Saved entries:
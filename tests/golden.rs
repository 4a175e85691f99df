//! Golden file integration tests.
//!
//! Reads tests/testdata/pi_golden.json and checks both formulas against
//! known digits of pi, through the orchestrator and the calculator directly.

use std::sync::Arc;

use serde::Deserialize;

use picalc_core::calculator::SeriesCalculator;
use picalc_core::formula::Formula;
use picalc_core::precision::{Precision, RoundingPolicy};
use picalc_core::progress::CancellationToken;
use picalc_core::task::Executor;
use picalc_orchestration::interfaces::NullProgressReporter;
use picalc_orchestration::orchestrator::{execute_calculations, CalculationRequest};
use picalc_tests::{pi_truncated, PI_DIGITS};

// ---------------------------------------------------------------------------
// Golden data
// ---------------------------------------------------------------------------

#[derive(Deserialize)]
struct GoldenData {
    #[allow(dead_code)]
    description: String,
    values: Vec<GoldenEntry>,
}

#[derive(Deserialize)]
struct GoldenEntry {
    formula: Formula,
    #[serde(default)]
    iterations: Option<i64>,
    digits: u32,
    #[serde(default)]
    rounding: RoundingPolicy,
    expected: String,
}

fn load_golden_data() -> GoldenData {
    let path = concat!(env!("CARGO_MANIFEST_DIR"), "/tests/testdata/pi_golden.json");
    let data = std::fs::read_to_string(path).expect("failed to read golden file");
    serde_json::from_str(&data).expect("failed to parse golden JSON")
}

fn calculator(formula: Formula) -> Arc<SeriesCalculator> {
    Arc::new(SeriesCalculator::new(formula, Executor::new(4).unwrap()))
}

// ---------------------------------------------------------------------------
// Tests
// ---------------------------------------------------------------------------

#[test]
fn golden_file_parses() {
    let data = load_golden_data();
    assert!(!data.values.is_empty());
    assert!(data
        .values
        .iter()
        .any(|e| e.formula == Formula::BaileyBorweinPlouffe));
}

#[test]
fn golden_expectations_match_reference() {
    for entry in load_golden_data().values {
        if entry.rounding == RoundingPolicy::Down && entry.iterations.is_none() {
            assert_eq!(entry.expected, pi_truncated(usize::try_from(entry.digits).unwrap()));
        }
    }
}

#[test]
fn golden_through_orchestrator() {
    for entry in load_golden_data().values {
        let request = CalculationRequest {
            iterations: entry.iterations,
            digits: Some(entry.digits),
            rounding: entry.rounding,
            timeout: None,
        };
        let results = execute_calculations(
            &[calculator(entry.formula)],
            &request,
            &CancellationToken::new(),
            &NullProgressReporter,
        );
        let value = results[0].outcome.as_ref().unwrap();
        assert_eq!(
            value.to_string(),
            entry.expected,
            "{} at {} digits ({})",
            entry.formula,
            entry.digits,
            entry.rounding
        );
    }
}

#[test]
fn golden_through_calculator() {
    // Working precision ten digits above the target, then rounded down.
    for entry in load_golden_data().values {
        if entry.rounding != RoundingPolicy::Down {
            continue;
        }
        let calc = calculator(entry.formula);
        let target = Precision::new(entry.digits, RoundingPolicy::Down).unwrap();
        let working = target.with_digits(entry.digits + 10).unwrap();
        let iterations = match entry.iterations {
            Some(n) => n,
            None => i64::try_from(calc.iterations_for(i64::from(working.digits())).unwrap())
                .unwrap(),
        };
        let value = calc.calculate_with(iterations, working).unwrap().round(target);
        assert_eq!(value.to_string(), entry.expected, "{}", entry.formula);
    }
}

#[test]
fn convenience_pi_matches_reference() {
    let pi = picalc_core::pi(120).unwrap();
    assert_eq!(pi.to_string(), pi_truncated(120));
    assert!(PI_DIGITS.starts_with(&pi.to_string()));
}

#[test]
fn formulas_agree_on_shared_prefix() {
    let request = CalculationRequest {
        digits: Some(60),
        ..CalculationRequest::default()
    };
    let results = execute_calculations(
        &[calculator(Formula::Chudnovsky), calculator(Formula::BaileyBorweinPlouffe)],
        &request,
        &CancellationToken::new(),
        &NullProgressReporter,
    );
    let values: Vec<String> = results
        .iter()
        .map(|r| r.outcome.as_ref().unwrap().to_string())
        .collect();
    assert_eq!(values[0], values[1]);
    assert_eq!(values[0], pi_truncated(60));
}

**EXERCISE**
The word "CancellationToken" appears in some lines of the records. Please work out how many and reply with that number only.

**SOLUTION TO THIS PROBLEM**
3